Financial times; interest rates
Will the Federal Reserve’s September meeting see US interest rates go up for the first time since 2006? Officials have held out the prospect that it might, and have suggested that — barring major unforeseen developments — rates will probably be increased by the end of the year. Conditions could change, and the Fed has been careful to avoid outright commitments. But a reasonable assessment of current conditions suggest that raising rates in the near future would be a serious error that would threaten all three of the Fed’s major objectives — price stability, full employment and financial stability.

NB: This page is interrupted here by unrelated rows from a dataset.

//! The synchronization unit: one attempt for one account and data kind.
//!
//! An attempt walks five steps: resolve the pending tracker, check
//! due-ness and prerequisites, fetch through the client, reconcile the
//! mapped snapshot at the current instant, then seal the tracker and
//! open its successor. Reconcile and seal commit as two consecutive
//! units; a crash between them leaves the tracker pending, and the next
//! attempt redoes reconciliation idempotently before sealing.

use std::collections::BTreeMap;
use std::sync::atomic::{AtomicBool, Ordering};
use std::sync::Arc;
use std::time::Duration;

use histdb_core::{
    AccountId, HistoryStore, NaturalKey, StoreError, StoreResult, SyncTracker, TemporalPayload,
    Timestamp,
};
use histdb_model::AccountContainer;
use sha2::{Digest, Sha256};
use tracing::{debug, warn};

use crate::config::SyncConfig;
use crate::error::{FetchError, SyncResult};
use crate::evolve::{self, EvolveStats};
use crate::hint;
use crate::report::{SkipReason, SyncOutcome};
use crate::tracker;

/// Detail recorded on a tracker sealed after a successful attempt.
const UPDATED_OK: &str = "Updated successfully";

/// A snapshot of one data kind for one account.
#[derive(Debug, Clone, PartialEq)]
pub struct Snapshot<R> {
    /// The raw payload as the endpoint returned it.
    pub payload: R,
    /// Raw cache-expiry hint, e.g. `Thu, 21 Dec 2017 12:00:00 GMT`.
    pub cache_until: Option<String>,
}

impl<R> Snapshot<R> {
    /// Creates a snapshot without a cache hint.
    pub fn new(payload: R) -> Self {
        Self {
            payload,
            cache_until: None,
        }
    }

    /// Attaches the endpoint's cache-expiry hint.
    #[must_use]
    pub fn with_cache_until(mut self, hint: impl Into<String>) -> Self {
        self.cache_until = Some(hint.into());
        self
    }
}

/// Fetches snapshots from the remote endpoint.
///
/// Implementations wrap whatever transport the host uses; the engine
/// sees only the resulting snapshot or a [`FetchError`].
pub trait SnapshotClient: Send + Sync {
    /// Raw payload shape returned by the endpoint.
    type Raw;

    /// Fetches the current snapshot for an account.
    fn request(&self, account: AccountId) -> Result<Snapshot<Self::Raw>, FetchError>;
}

/// How reconciliation treats a mapped snapshot.
#[derive(Debug, Clone, Copy, PartialEq, Eq)]
pub enum EvolveMode {
    /// Each mapped record is reconciled on its own; stored records
    /// absent from the snapshot are left untouched.
    Scalar,
    /// The snapshot lists the account's complete set: stored records
    /// absent from it are closed.
    FullSet,
}

/// The capability set describing one synchronized data kind.
///
/// One implementation per kind replaces a subclass-per-kind hierarchy:
/// the unit executor owns the lifecycle and asks the capability set for
/// the pieces that differ between kinds.
pub trait DataTypeSpec: Send + Sync {
    /// Raw payload shape fetched from the endpoint.
    type Raw;
    /// Stored payload type.
    type Payload: TemporalPayload;

    /// How mapped records are reconciled.
    fn mode(&self) -> EvolveMode;

    /// Maps the raw endpoint payload into stored records.
    fn map(&self, raw: Self::Raw) -> Vec<Self::Payload>;

    /// Stable kind string; names both the table and the tracker slot.
    fn kind(&self) -> &'static str {
        <Self::Payload as TemporalPayload>::KIND
    }

    /// Per-kind scheduling interval; `None` uses the configured default.
    fn interval(&self) -> Option<Duration> {
        None
    }

    /// A kind that must have finished at least once before this one
    /// runs.
    fn prerequisite(&self) -> Option<&'static str> {
        None
    }
}

/// Executes synchronization attempts for one data kind.
pub struct SyncUnit<S, C> {
    spec: S,
    client: Arc<C>,
    config: SyncConfig,
    cancelled: AtomicBool,
}

impl<S, C> SyncUnit<S, C>
where
    S: DataTypeSpec,
    C: SnapshotClient<Raw = S::Raw>,
{
    /// Creates a unit from its capability spec and fetch collaborator.
    pub fn new(spec: S, client: Arc<C>, config: SyncConfig) -> Self {
        Self {
            spec,
            client,
            config,
            cancelled: AtomicBool::new(false),
        }
    }

    /// The kind this unit synchronizes.
    pub fn kind(&self) -> &'static str {
        self.spec.kind()
    }

    /// Requests cancellation of the attempt in flight.
    ///
    /// Observed between steps. The tracker is left pending, so the next
    /// attempt picks up where this one stopped.
    pub fn cancel(&self) {
        self.cancelled.store(true, Ordering::SeqCst);
    }

    /// Clears a previous cancellation request.
    pub fn reset_cancel(&self) {
        self.cancelled.store(false, Ordering::SeqCst);
    }

    fn is_cancelled(&self) -> bool {
        self.cancelled.load(Ordering::SeqCst)
    }

    /// Runs one attempt for `account` at the instant `now`.
    ///
    /// Skips and fetch failures are reported in the returned
    /// [`SyncOutcome`]; only store faults surface as `Err`, leaving the
    /// tracker pending for the next run.
    pub fn execute(
        &self,
        store: &HistoryStore,
        account: AccountId,
        now: Timestamp,
    ) -> SyncResult<SyncOutcome> {
        let kind = self.spec.kind();

        let pending =
            store.unit_of_work(|uow| tracker::get_or_create_unfinished(uow, account, kind, now))?;
        if !pending.is_due(now) {
            debug!(kind, %account, due = %pending.scheduled, "not due, skipping");
            return Ok(SyncOutcome::Skipped(SkipReason::NotDue {
                due: pending.scheduled,
            }));
        }
        if let Some(required) = self.spec.prerequisite() {
            if !store.has_finished_sync(account, required)? {
                debug!(kind, %account, required, "prerequisite never finished, skipping");
                return Ok(SyncOutcome::Skipped(SkipReason::PrerequisiteMissing {
                    kind: required,
                }));
            }
        }
        if self.is_cancelled() {
            return Ok(SyncOutcome::Skipped(SkipReason::Cancelled));
        }

        let started = now;
        let snapshot = match self.client.request(account) {
            Ok(snapshot) => snapshot,
            Err(err) => return self.record_failure(store, &pending, account, started, now, &err),
        };
        if self.is_cancelled() {
            return Ok(SyncOutcome::Skipped(SkipReason::Cancelled));
        }

        let entities = self.spec.map(snapshot.payload);
        let digest = snapshot_digest(&entities)?;
        let snapshot_unchanged = pending.prior_hash.as_deref() == Some(digest.as_str());

        let stats = if snapshot_unchanged {
            debug!(kind, %account, "snapshot digest unchanged, skipping reconciliation");
            EvolveStats::default()
        } else {
            match self.spec.mode() {
                EvolveMode::Scalar => store.unit_of_work(|uow| {
                    let mut stats = EvolveStats::default();
                    for entity in &entities {
                        stats.merge(evolve::reconcile(uow, account, now, entity)?);
                    }
                    Ok(stats)
                })?,
                EvolveMode::FullSet => {
                    store.unit_of_work(|uow| evolve::reconcile_set(uow, account, now, entities))?
                }
            }
        };
        if self.is_cancelled() {
            // Reconciliation may already be committed; the pending
            // tracker makes the next attempt redo and seal it.
            return Ok(SyncOutcome::Skipped(SkipReason::Cancelled));
        }

        let interval = self.spec.interval().unwrap_or(self.config.default_interval);
        let reported = snapshot.cache_until.as_deref().and_then(hint::parse_expiry);
        let next_due = hint::successor_due(snapshot.cache_until.as_deref(), now, interval);
        store.unit_of_work(|uow| {
            tracker::mark_finished(uow, &pending, started, now, UPDATED_OK, next_due, Some(digest))?;
            if let Some(expiry) = reported {
                let mut container: AccountContainer =
                    uow.get_container(account)?.unwrap_or_default();
                container.set_expiry(kind, expiry);
                uow.put_container(account, &container)?;
            }
            Ok(())
        })?;

        debug!(
            kind,
            %account,
            created = stats.created,
            evolved = stats.evolved,
            closed = stats.closed,
            unchanged = stats.unchanged,
            next = %next_due,
            "sync finished"
        );
        Ok(SyncOutcome::Completed {
            stats,
            next_due,
            snapshot_unchanged,
        })
    }

    fn record_failure(
        &self,
        store: &HistoryStore,
        pending: &SyncTracker,
        account: AccountId,
        started: Timestamp,
        now: Timestamp,
        err: &FetchError,
    ) -> SyncResult<SyncOutcome> {
        let detail = clip(err.to_string(), self.config.detail_limit);
        let next_due = now.saturating_add(self.config.error_interval);
        store.unit_of_work(|uow| {
            tracker::mark_error(uow, pending, started, now, detail.clone(), next_due)?;
            Ok(())
        })?;

        warn!(kind = self.spec.kind(), %account, %err, retry = %next_due, "sync attempt failed");
        Ok(SyncOutcome::Failed { detail, next_due })
    }
}

impl<S, C> std::fmt::Debug for SyncUnit<S, C>
where
    S: DataTypeSpec,
{
    fn fmt(&self, f: &mut std::fmt::Formatter<'_>) -> std::fmt::Result {
        f.debug_struct("SyncUnit")
            .field("kind", &self.spec.kind())
            .field("cancelled", &self.cancelled)
            .finish_non_exhaustive()
    }
}

/// Digest of a mapped snapshot, stable under endpoint ordering.
///
/// Entries are keyed and sorted by natural key before hashing, with the
/// last occurrence of a repeated key winning, mirroring reconciliation.
fn snapshot_digest<P: TemporalPayload>(entities: &[P]) -> StoreResult<String> {
    let mut by_key: BTreeMap<NaturalKey, Vec<u8>> = BTreeMap::new();
    for entity in entities {
        let mut buf = Vec::new();
        ciborium::ser::into_writer(entity, &mut buf)
            .map_err(|err| StoreError::codec(err.to_string()))?;
        by_key.insert(entity.natural_key(), buf);
    }

    let mut hasher = Sha256::new();
    for (key, bytes) in &by_key {
        let mut key_buf = Vec::new();
        ciborium::ser::into_writer(key, &mut key_buf)
            .map_err(|err| StoreError::codec(err.to_string()))?;
        hasher.update(&key_buf);
        hasher.update(bytes);
    }
    Ok(format!("{:x}", hasher.finalize()))
}

/// Cuts a detail string to `limit` bytes at a character boundary.
fn clip(mut detail: String, limit: usize) -> String {
    if detail.len() > limit {
        let mut cut = limit;
        while cut > 0 && !detail.is_char_boundary(cut) {
            cut -= 1;
        }
        detail.truncate(cut);
    }
    detail
}
//! Store configuration.

/// Configuration for opening a [`HistoryStore`](crate::HistoryStore).
#[derive(Debug, Clone)]
pub struct StoreConfig {
    /// Whether to create the store directory if it doesn't exist.
    pub create_if_missing: bool,

    /// Whether to fsync the journal on every unit commit.
    ///
    /// Safer but slower; disabled, a power loss can drop the last
    /// committed units while still never corrupting the store.
    pub sync_on_commit: bool,
}

impl Default for StoreConfig {
    fn default() -> Self {
        Self {
            create_if_missing: true,
            sync_on_commit: true,
        }
    }
}

impl StoreConfig {
    /// Creates a configuration with default values.
    #[must_use]
    pub fn new() -> Self {
        Self::default()
    }

    /// Sets whether to create the store if missing.
    #[must_use]
    pub const fn create_if_missing(mut self, value: bool) -> Self {
        self.create_if_missing = value;
        self
    }

    /// Sets whether to fsync the journal on every unit commit.
    #[must_use]
    pub const fn sync_on_commit(mut self, value: bool) -> Self {
        self.sync_on_commit = value;
        self
    }
}

#[cfg(test)]
mod tests {
    use super::*;

    #[test]
    fn default_config() {
        let config = StoreConfig::default();
        assert!(config.create_if_missing);
        assert!(config.sync_on_commit);
    }

    #[test]
    fn builder_pattern() {
        let config = StoreConfig::new()
            .create_if_missing(false)
            .sync_on_commit(false);

        assert!(!config.create_if_missing);
        assert!(!config.sync_on_commit);
    }
}
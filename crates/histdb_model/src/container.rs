//! The per-account container document.

use histdb_core::Timestamp;
use serde::{Deserialize, Serialize};
use std::collections::BTreeMap;

/// Account-level sync metadata, stored as one document per account.
///
/// Unlike versioned records the container is replaced whole; it carries
/// bookkeeping that needs no history, currently the cache expiry the
/// remote API last reported per data kind.
#[derive(Debug, Clone, Default, PartialEq, Eq, Serialize, Deserialize)]
pub struct AccountContainer {
    /// Cache expiry per data kind, as reported by the remote API.
    pub expiries: BTreeMap<String, Timestamp>,
}

impl AccountContainer {
    /// Creates an empty container.
    #[must_use]
    pub fn new() -> Self {
        Self::default()
    }

    /// Returns the recorded cache expiry for a data kind.
    #[must_use]
    pub fn expiry_for(&self, kind: &str) -> Option<Timestamp> {
        self.expiries.get(kind).copied()
    }

    /// Records the cache expiry for a data kind.
    pub fn set_expiry(&mut self, kind: impl Into<String>, at: Timestamp) {
        self.expiries.insert(kind.into(), at);
    }
}
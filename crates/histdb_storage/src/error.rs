//! Error types for storage backends.

use std::io;
use thiserror::Error;

/// Result type for storage operations.
pub type StorageResult<T> = Result<T, StorageError>;

/// Errors produced by storage backends.
#[derive(Debug, Error)]
pub enum StorageError {
    /// An I/O error occurred.
    #[error("I/O error: {0}")]
    Io(#[from] io::Error),

    /// Attempted to read outside the written range.
    #[error("read out of bounds: offset {offset}, len {len}, store holds {size} bytes")]
    OutOfBounds {
        /// Requested read offset.
        offset: u64,
        /// Requested read length.
        len: usize,
        /// Current store size in bytes.
        size: u64,
    },

    /// Attempted to truncate to a length greater than the current size.
    #[error("cannot truncate to {requested} bytes, store holds {size}")]
    TruncateBeyondEnd {
        /// Requested new length.
        requested: u64,
        /// Current store size in bytes.
        size: u64,
    },
}
//! # HistDB Testkit
//!
//! Test utilities for HistDB.
//!
//! This crate provides:
//! - Store fixtures with automatic cleanup
//! - A scripted snapshot client for driving sync units
//! - Property-based test generators using proptest
//! - Structural checks for version histories
//!
//! ## Usage
//!
//! ```rust,ignore
//! use histdb_testkit::prelude::*;
//!
//! #[test]
//! fn test_with_store() {
//!     with_temp_store(|store| {
//!         let table = store.table::<WalletBalance>();
//!         // ... test operations
//!     });
//! }
//! ```

#![deny(unsafe_code)]
#![warn(missing_docs)]

pub mod client;
pub mod fixtures;
pub mod generators;
pub mod invariants;

/// Prelude module for convenient imports
pub mod prelude {
    pub use crate::client::*;
    pub use crate::fixtures::*;
    pub use crate::generators::*;
    pub use crate::invariants::*;
}

pub use client::*;
pub use fixtures::*;
pub use generators::*;
pub use invariants::*;
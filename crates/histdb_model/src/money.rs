//! Fixed-point money.
//!
//! Wallet APIs report balances as floating-point currency. Comparing
//! floats across snapshots would evolve records on representation noise,
//! so balances are normalized to integer hundredths at the edge and stay
//! integers everywhere else.

use serde::{Deserialize, Serialize};
use std::fmt;

/// A currency amount in hundredths, the smallest unit the remote API
/// reports.
///
/// `Credits` is deliberately arithmetic-free: the store only ever
/// compares observed balances, it never computes with them.
#[derive(
    Debug, Clone, Copy, PartialEq, Eq, PartialOrd, Ord, Hash, Default, Serialize, Deserialize,
)]
#[serde(transparent)]
pub struct Credits(pub i64);

impl Credits {
    /// Zero credits.
    pub const ZERO: Self = Self(0);

    /// Creates an amount from integer hundredths.
    #[must_use]
    pub const fn from_hundredths(hundredths: i64) -> Self {
        Self(hundredths)
    }

    /// Returns the amount in hundredths.
    #[must_use]
    pub const fn as_hundredths(self) -> i64 {
        self.0
    }

    /// Creates an amount from whole currency units, saturating at the
    /// representable range.
    #[must_use]
    pub const fn from_major(units: i64) -> Self {
        Self(units.saturating_mul(100))
    }

    /// Normalizes a floating-point amount as the remote API reports it.
    ///
    /// Rounds to the nearest hundredth, so two snapshots of the same
    /// balance always normalize to the same value. Out-of-range inputs
    /// saturate; a NaN maps to zero.
    #[must_use]
    pub fn from_f64(amount: f64) -> Self {
        Self((amount * 100.0).round() as i64)
    }

    /// Returns the amount as floating point, for display-style uses
    /// only.
    #[must_use]
    pub fn to_f64(self) -> f64 {
        self.0 as f64 / 100.0
    }
}

impl fmt::Display for Credits {
    fn fmt(&self, f: &mut fmt::Formatter<'_>) -> fmt::Result {
        let sign = if self.0 < 0 { "-" } else { "" };
        let magnitude = self.0.unsigned_abs();
        write!(f, "{sign}{}.{:02}", magnitude / 100, magnitude % 100)
    }
}
//! # HistDB Sync Engine
//!
//! Snapshot reconciliation and sync scheduling on top of
//! [`histdb_core`]. The engine ingests point-in-time snapshots of a
//! remote account's state from a rate-limited, cache-hinting endpoint
//! and maintains the full change history: fresh observations are
//! diffed against the open versions in the store, and every attempt is
//! recorded by a tracker that also schedules its successor.
//!
//! ## Design Principles
//!
//! - **Capability specs, not subclasses**: each data kind is described
//!   by a [`DataTypeSpec`] (raw shape, mapping, evolve mode, interval)
//!   and executed by the one generic [`SyncUnit`].
//! - **Failures are data**: a failed fetch seals the tracker `ERROR`
//!   and schedules a retry; only store faults abort an attempt.
//! - **Store-resident single-flight**: the one-unfinished-tracker
//!   invariant serializes attempts per account and kind without any
//!   in-process coordination.
//! - **Explicit clock**: `now` is threaded through every call; the
//!   engine never reads the wall clock behind the caller's back.
//!
//! ## Example
//!
//! ```rust
//! use std::sync::Arc;
//!
//! use histdb_core::{AccountId, HistoryStore, Timestamp};
//! use histdb_model::WalletBalance;
//! use histdb_sync_engine::{
//!     FetchError, RawWalletBalance, Snapshot, SnapshotClient, SyncConfig, SyncOutcome,
//!     SyncUnit, WalletBalanceSpec,
//! };
//!
//! struct OneShot;
//!
//! impl SnapshotClient for OneShot {
//!     type Raw = Vec<RawWalletBalance>;
//!
//!     fn request(&self, _account: AccountId) -> Result<Snapshot<Self::Raw>, FetchError> {
//!         Ok(Snapshot::new(vec![RawWalletBalance {
//!             division: 1000,
//!             balance: 12_994.75,
//!         }])
//!         .with_cache_until("Thu, 21 Dec 2017 12:00:00 GMT"))
//!     }
//! }
//!
//! let store = HistoryStore::open_in_memory()?;
//! let unit = SyncUnit::new(WalletBalanceSpec, Arc::new(OneShot), SyncConfig::default());
//!
//! let account = AccountId::new(93_813_310);
//! let now = Timestamp::from_millis(1_513_850_000_000);
//! let outcome = unit.execute(&store, account, now)?;
//! assert!(matches!(outcome, SyncOutcome::Completed { .. }));
//!
//! let live = store.table::<WalletBalance>().live_for(account, now)?;
//! assert_eq!(live.len(), 1);
//! # Ok::<(), histdb_sync_engine::SyncError>(())
//! ```

#![deny(unsafe_code)]
#![warn(missing_docs)]

mod config;
mod datatypes;
mod error;
mod evolve;
mod hint;
mod registry;
mod report;
mod tracker;
mod unit;

pub use config::SyncConfig;
pub use datatypes::{
    CharacterLocationSpec, CurrentShipSpec, LoyaltyPointsSpec, RawCharacterLocation,
    RawCurrentShip, RawLoyaltyPoints, RawTitle, RawWalletBalance, TitlesSpec, WalletBalanceSpec,
};
pub use error::{FetchError, SyncError, SyncResult};
pub use evolve::{reconcile, reconcile_set, EvolveStats};
pub use hint::{parse_expiry, successor_due};
pub use registry::{SyncRegistry, Synchronizer};
pub use report::{SkipReason, SyncOutcome};
pub use tracker::{get_or_create_unfinished, mark_error, mark_finished};
pub use unit::{DataTypeSpec, EvolveMode, Snapshot, SnapshotClient, SyncUnit};
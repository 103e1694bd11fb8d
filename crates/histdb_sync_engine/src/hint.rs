//! Cache-expiry hint parsing.
//!
//! The endpoint annotates each snapshot with the instant its cache
//! entry lapses, as an HTTP-date (`Thu, 21 Dec 2017 12:00:00 GMT`) or
//! an RFC 3339 instant. Polling before that instant returns the same
//! cached payload, so the successor attempt is scheduled at the hint.

use std::time::Duration;

use chrono::{DateTime, Utc};
use histdb_core::Timestamp;

/// Parses a cache-expiry hint.
///
/// Accepts HTTP-dates (RFC 1123, parsed as RFC 2822) and RFC 3339
/// instants. Returns `None` for anything else.
pub fn parse_expiry(hint: &str) -> Option<Timestamp> {
    let hint = hint.trim();
    DateTime::parse_from_rfc2822(hint)
        .or_else(|_| DateTime::parse_from_rfc3339(hint))
        .ok()
        .map(|at| Timestamp::from_datetime(at.with_timezone(&Utc)))
}

/// Picks the scheduled-time for a successor attempt.
///
/// A parseable hint in the future wins. A hint in the past schedules
/// immediately (clamped to `now`). An absent or unparseable hint falls
/// back to `now + fallback`.
pub fn successor_due(hint: Option<&str>, now: Timestamp, fallback: Duration) -> Timestamp {
    match hint.and_then(parse_expiry) {
        Some(at) if at > now => at,
        Some(_) => now,
        None => now.saturating_add(fallback),
    }
}
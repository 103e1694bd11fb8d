//! Timestamps and version lifespans.
//!
//! All times in histdb are UTC milliseconds since the Unix epoch. A
//! version's lifespan is a half-open interval `[start, end)`; an open
//! version carries the [`Timestamp::FOREVER`] sentinel as its end.

use chrono::{DateTime, Utc};
use serde::{Deserialize, Serialize};
use std::fmt;
use std::time::Duration;

/// A point in time, stored as UTC milliseconds since the Unix epoch.
#[derive(
    Debug, Clone, Copy, PartialEq, Eq, PartialOrd, Ord, Hash, Serialize, Deserialize, Default,
)]
#[serde(transparent)]
pub struct Timestamp(pub i64);

impl Timestamp {
    /// Sentinel meaning "still current": the exclusive end of an open
    /// version's lifespan. Compares greater than every real time.
    pub const FOREVER: Self = Self(i64::MAX);

    /// The Unix epoch.
    pub const EPOCH: Self = Self(0);

    /// Creates a timestamp from raw epoch milliseconds.
    #[must_use]
    pub const fn from_millis(millis: i64) -> Self {
        Self(millis)
    }

    /// Returns the raw epoch milliseconds.
    #[must_use]
    pub const fn as_millis(self) -> i64 {
        self.0
    }

    /// Returns the current wall-clock time.
    ///
    /// Callers on the sync path should capture this once and thread the
    /// value through, so one pass observes one instant.
    #[must_use]
    pub fn now() -> Self {
        Self(Utc::now().timestamp_millis())
    }

    /// Returns true if this is the open-end sentinel.
    #[must_use]
    pub const fn is_forever(self) -> bool {
        self.0 == i64::MAX
    }

    /// Creates a timestamp from a chrono UTC datetime.
    #[must_use]
    pub fn from_datetime(dt: DateTime<Utc>) -> Self {
        Self(dt.timestamp_millis())
    }

    /// Converts to a chrono UTC datetime.
    ///
    /// Returns `None` for the sentinel and for values outside chrono's
    /// representable range.
    #[must_use]
    pub fn to_datetime(self) -> Option<DateTime<Utc>> {
        if self.is_forever() {
            return None;
        }
        DateTime::from_timestamp_millis(self.0)
    }

    /// Adds a duration, clamping at the largest real value.
    #[must_use]
    pub fn saturating_add(self, duration: Duration) -> Self {
        let millis = i64::try_from(duration.as_millis()).unwrap_or(i64::MAX);
        Self(self.0.saturating_add(millis))
    }
}

impl fmt::Display for Timestamp {
    fn fmt(&self, f: &mut fmt::Formatter<'_>) -> fmt::Result {
        if self.is_forever() {
            return write!(f, "forever");
        }
        match self.to_datetime() {
            Some(dt) => write!(f, "{}", dt.to_rfc3339()),
            None => write!(f, "{}ms", self.0),
        }
    }
}

/// The half-open validity interval `[start, end)` of a version.
///
/// `start` is the instant the value was first observed; `end` is the
/// instant a differing value replaced it. An open version has
/// `end == Timestamp::FOREVER`. Adjacent versions of the same record
/// share a boundary: the old version's `end` equals the new version's
/// `start`, leaving no gap and no overlap.
#[derive(Debug, Clone, Copy, PartialEq, Eq, Hash, Serialize, Deserialize)]
pub struct Lifespan {
    /// Inclusive start of validity.
    pub start: Timestamp,
    /// Exclusive end of validity.
    pub end: Timestamp,
}

impl Lifespan {
    /// Creates a closed lifespan `[start, end)`.
    #[must_use]
    pub const fn new(start: Timestamp, end: Timestamp) -> Self {
        Self { start, end }
    }

    /// Creates an open lifespan starting at `start`.
    #[must_use]
    pub const fn open(start: Timestamp) -> Self {
        Self {
            start,
            end: Timestamp::FOREVER,
        }
    }

    /// Returns true if the version is still current.
    #[must_use]
    pub const fn is_open(self) -> bool {
        self.end.is_forever()
    }

    /// Returns true if `at` falls within `[start, end)`.
    #[must_use]
    pub fn contains(self, at: Timestamp) -> bool {
        self.start <= at && at < self.end
    }

    /// Returns true if two half-open intervals share any instant.
    ///
    /// Touching intervals (`a.end == b.start`) do not overlap.
    #[must_use]
    pub fn overlaps(self, other: Self) -> bool {
        self.start < other.end && other.start < self.end
    }

    /// Returns this lifespan closed at `end`.
    #[must_use]
    pub const fn closed_at(self, end: Timestamp) -> Self {
        Self {
            start: self.start,
            end,
        }
    }
}

impl fmt::Display for Lifespan {
    fn fmt(&self, f: &mut fmt::Formatter<'_>) -> fmt::Result {
        write!(f, "[{}, {})", self.start, self.end)
    }
}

Like most major central banks, the Fed has put its price stability objective into practice by adopting a 2 per cent inflation target. The biggest risk is that inflation will be lower than this — a risk that would be exacerbated by tightening policy. More than half the components of the consumer price index have declined in the past six months — the first time this has happened in more than a decade. CPI inflation, which excludes volatile energy and food prices and difficult-to-measure housing, is less than 1 per cent. Market-based measures of expectations suggest that, over the next 10 years, inflation will be well under 2 per cent. If the currencies of China and other emerging markets depreciate further, US inflation will be even more subdued.
Tightening policy will adversely affect employment levels because higher interest rates make holding on to cash more attractive than investing it. Higher interest rates will also increase the value of the dollar, making US producers less competitive and pressuring the economies of our trading partners.
This is especially troubling at a time of rising inequality. Studies of periods of tight labour markets like the late 1990s and 1960s make it clear that the best social programme for disadvantaged workers is an economy where employers are struggling to fill vacancies.
There may have been a financial stability case for raising rates six or nine months ago, as low interest rates were encouraging investors to take more risks and businesses to borrow money and engage in financial engineering. At the time, I believed that the economic costs of a rate increase exceeded the financial stability benefits, but there were grounds for concern. That debate is now moot. With credit becoming more expensive, the outlook for the Chinese economy clouded at best, emerging markets submerging, the US stock market in a correction, widespread concerns about liquidity, and expected volatility having increased at a near-record rate, markets are themselves dampening any euphoria or overconfidence. The Fed does not have to do the job. At this moment of fragility, raising rates risks tipping some part of the financial system into crisis, with unpredictable and dangerous results.